Stephan mit ph.

Tagebuch zum Thema Gefühle

von  IngeWrobel

Ich glaube, ich nannte ihn Stephan – mit ph, weil das damals die üblichere Schreibweise war. Außerdem hieß er nach meiner Erinnerung mit Nachnamen Stephan – mit ph. 

Eine komische Angewohnheit von mir, den Leuten andere Namen zu geben. Aber das liegt nur daran, dass manche Namen einfach nicht zu ihren Trägern passen.

Wenn ich einen Menschen anschaue und seinen Namen erfahre, merke ich sofort, ob der Name passt. Falls nicht, gebe ich ihm halt einen anderen. Manchmal frage ich vorher, ob ich das darf – ob derjenige was dagegen hat. Aber manchmal mache ich das auch einfach, ohne zu fragen. Wenn sich jemand beschwert, kann ich ja mit ihm zusammen einen passenden Namen aussuchen. Aber es hat sich noch nie jemand beschwert.

Mir fällt der Michael ein, der eigentlich Dieter hieß. Wie kann ein blonder Mann nur Dieter heißen? Also das ging gar nicht! Deshalb hab ich ihn Michael genannt. Er hatte nichts dagegen.

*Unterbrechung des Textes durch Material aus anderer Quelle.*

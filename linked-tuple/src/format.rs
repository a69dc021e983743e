//! Serialization formats used to duplicate values which have no cloning operation of their own,
//! by serializing them and deserializing a fresh, independent copy.
//!
//! By default, only the `"json"` format is enabled. To enable another format, use its corresponding
//! feature when listing this crate in your `Cargo.toml`. For instance, to enable Bincode support:
//!
//! ```toml
//! [dependencies]
//! linked-tuple = { version = "...", features = ["bincode"] }
//! ```
//!
//! The currently supported formats are:
//!
//! - `"json"`, via the [`serde_json`] crate
//! - `"bincode"`, via the [`bincode`](bincode_crate) crate
//!
//! Any other format can be used by implementing [`Serializer`] and [`Deserializer`] for it.

use serde_crate::{Deserialize, Serialize};

use crate::error::BoxError;

#[cfg(feature = "bincode")]
mod bincode;
#[cfg(feature = "bincode")]
pub use self::bincode::*;

#[cfg(feature = "json")]
mod json;
#[cfg(feature = "json")]
pub use self::json::*;

/// The format used by [`Object::duplicable`](crate::Object::duplicable) when no format is given.
#[cfg(feature = "json")]
pub type DefaultFormat = Json;

/// The format used by [`Object::duplicable`](crate::Object::duplicable) when no format is given.
#[cfg(all(feature = "bincode", not(feature = "json")))]
pub type DefaultFormat = Bincode;

/// The encoding half of a round trip: turns any [`Serialize`] value into an intermediate
/// [`Output`](Serializer::Output) which a [`Deserializer`] for the same format can read back.
///
/// The output only lives for the duration of a single duplication, so it needs no particular
/// shape beyond being readable by the matching deserializer.
pub trait Serializer {
    /// The type of errors during encoding.
    type Error;

    /// The intermediate representation produced by encoding.
    type Output;

    /// Encode `item`.
    fn serialize<T: Serialize>(&mut self, item: &T) -> Result<Self::Output, Self::Error>;
}

/// The decoding half of a round trip: builds a fresh, owned value from the intermediate `Input`
/// produced by a [`Serializer`].
///
/// The decoded value must own all of its data, so that the copy shares nothing with the value it
/// was encoded from.
pub trait Deserializer<Input> {
    /// The type of errors during decoding.
    type Error;

    /// Decode an owned value from `src`.
    fn deserialize<T: for<'a> Deserialize<'a>>(&mut self, src: &Input) -> Result<T, Self::Error>;
}

/// A format which can read back its own output, and so can produce an independent copy of any
/// value it can serialize.
///
/// This is implemented automatically for every [`Serializer`] which is also a [`Deserializer`] of
/// its own [`Output`](Serializer::Output), provided both of its error types can be boxed.
pub trait Format: Serializer + Deserializer<<Self as Serializer>::Output> {
    /// Serialize `item`, then deserialize the result into a new value.
    fn round_trip<T>(&mut self, item: &T) -> Result<T, BoxError>
    where
        T: Serialize + for<'a> Deserialize<'a>;
}

impl<F> Format for F
where
    F: Serializer + Deserializer<<F as Serializer>::Output>,
    <F as Serializer>::Error: Into<BoxError>,
    <F as Deserializer<<F as Serializer>::Output>>::Error: Into<BoxError>,
{
    fn round_trip<T>(&mut self, item: &T) -> Result<T, BoxError>
    where
        T: Serialize + for<'a> Deserialize<'a>,
    {
        let encoded = self.serialize(item).map_err(Into::into)?;
        self.deserialize(&encoded).map_err(Into::into)
    }
}
use {
    linked_tuple::{Tuple, Value},
    quickcheck::{Arbitrary, Gen, QuickCheck, TestResult},
};

/// A plain value which can be generated at random and turned into a [`Value`] any number of times.
#[derive(Debug, Clone)]
enum Plain {
    Bool(bool),
    Char(char),
    Int(i64),
    Float(f64),
    Text(String),
}

impl Arbitrary for Plain {
    fn arbitrary(g: &mut Gen) -> Self {
        match g.choose(&[0, 1, 2, 3, 4]).copied().unwrap_or(0) {
            0 => Plain::Bool(bool::arbitrary(g)),
            1 => Plain::Char(char::arbitrary(g)),
            2 => Plain::Int(i64::arbitrary(g)),
            3 => Plain::Float(f64::arbitrary(g)),
            _ => Plain::Text(String::arbitrary(g)),
        }
    }
}

impl From<&Plain> for Value {
    fn from(plain: &Plain) -> Self {
        match plain {
            Plain::Bool(b) => Value::from(*b),
            Plain::Char(c) => Value::from(*c),
            Plain::Int(i) => Value::from(*i),
            Plain::Float(x) => Value::from(*x),
            Plain::Text(s) => Value::from(s.as_str()),
        }
    }
}

fn values(plains: &[Plain]) -> Vec<Value> {
    plains.iter().map(Value::from).collect()
}

fn get_matches_sequence(plains: Vec<Plain>) -> TestResult {
    if plains.is_empty() {
        return TestResult::discard();
    }
    let tuple = match Tuple::from_values(values(&plains)) {
        Ok(tuple) => tuple,
        Err(error) => return TestResult::error(error.to_string()),
    };
    let expected = values(&plains);
    let all_match = expected
        .iter()
        .enumerate()
        .all(|(i, value)| matches!(tuple.get(i), Ok(Some(got)) if got == value));
    TestResult::from_bool(
        all_match && tuple.size() == plains.len() && tuple.get(plains.len()).is_err(),
    )
}

fn append_concatenates(plains: Vec<Plain>, a: Plain, b: Plain) -> TestResult {
    if plains.is_empty() {
        return TestResult::discard();
    }
    let mut tuple = match Tuple::from_values(values(&plains)) {
        Ok(tuple) => tuple,
        Err(error) => return TestResult::error(error.to_string()),
    };
    if let Err(error) = tuple.ap(&a).and_then(|tuple| tuple.ap(&b)) {
        return TestResult::error(error.to_string());
    }
    let mut expected = values(&plains);
    expected.push(Value::from(&a));
    expected.push(Value::from(&b));
    TestResult::from_bool(tuple.iter().eq(expected.iter().map(Some)) && tuple.last() == expected.last())
}

fn add_then_remove_restores(plains: Vec<Plain>, index: usize, inserted: Plain) -> TestResult {
    if plains.is_empty() {
        return TestResult::discard();
    }
    let index = index % (plains.len() + 1);
    let mut tuple = match Tuple::from_values(values(&plains)) {
        Ok(tuple) => tuple,
        Err(error) => return TestResult::error(error.to_string()),
    };
    if let Err(error) = tuple.add(index, &inserted) {
        return TestResult::error(error.to_string());
    }
    let grown = tuple.size() == plains.len() + 1;
    let removed = match tuple.remove(index) {
        Ok(removed) => removed,
        Err(error) => return TestResult::error(error.to_string()),
    };
    let expected = values(&plains);
    TestResult::from_bool(
        grown
            && removed == Some(Value::from(&inserted))
            && tuple.iter().eq(expected.iter().map(Some))
            && tuple.last() == expected.last(),
    )
}

fn deep_clone_is_equal(plains: Vec<Plain>) -> TestResult {
    let tuple = match Tuple::from_values(values(&plains)) {
        Ok(tuple) => tuple,
        Err(error) => return TestResult::error(error.to_string()),
    };
    match tuple.deep_clone() {
        Ok(clone) => TestResult::from_bool(
            clone == tuple
                && clone.hash_code() == tuple.hash_code()
                && clone.to_string() == tuple.to_string(),
        ),
        Err(error) => TestResult::error(error.to_string()),
    }
}

#[test]
fn get_returns_each_element_of_the_sequence() {
    QuickCheck::new().quickcheck(get_matches_sequence as fn(_) -> TestResult)
}

#[test]
fn append_adds_to_the_end() {
    QuickCheck::new().quickcheck(append_concatenates as fn(_, _, _) -> TestResult)
}

#[test]
fn remove_undoes_add() {
    QuickCheck::new().quickcheck(add_then_remove_restores as fn(_, _, _) -> TestResult)
}

#[test]
fn deep_clone_of_plain_values_is_equal() {
    QuickCheck::new()
        .gen(Gen::new(50))
        .quickcheck(deep_clone_is_equal as fn(_) -> TestResult)
}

Ob er einverstanden war, weil er diesen Vornamen auch passender fand oder ob er sich von mir überrumpeln ließ, weil er mich mochte, weiß ich nicht. Er hat nicht gemeckert ... und so war er eben bei mir Michael.

Der Stephan wird nicht allzu erstaunt gewesen sein, dass ich ihn so nannte. Der Name war ihm ja vertraut, und er war sicher in der Schule öfter mit seinem Nachnamen angesprochen worden. Zum Beispiel im Gymnasium: „Stephan, setzen, gut!“
Dass er gut war, nehme ich an, denn sonst hätte er ja nicht das Abitur geschafft und studieren können.

Als ich ihn kennen lernte, hatte er gerade mit dem Studium begonnen. Er wohnte bei uns im Haus in einem möblierten Zimmer. Einmal kamen wir uns in seinem Zimmer etwas näher. Wir redeten dummes Zeug und benahmen uns wie die Kinder – liefen um den Tisch herum, Auge in Auge, als wollten wir einander fangen. Oder so, als wolle er mich fangen, und ich wich ständig aus. Wir lachten, während wir Unsinn plapperten, den ich längst vergessen habe.
Es war klar, dass wir uns küssen würden, wenn er mich erwischte. Aber er erwischte mich nicht. Es wäre ein Leichtes gewesen. Wahrscheinlich war uns beiden während unseres Spiels bewusst geworden, dass sich alles ändern würde, wenn es zu einem Kuss käme.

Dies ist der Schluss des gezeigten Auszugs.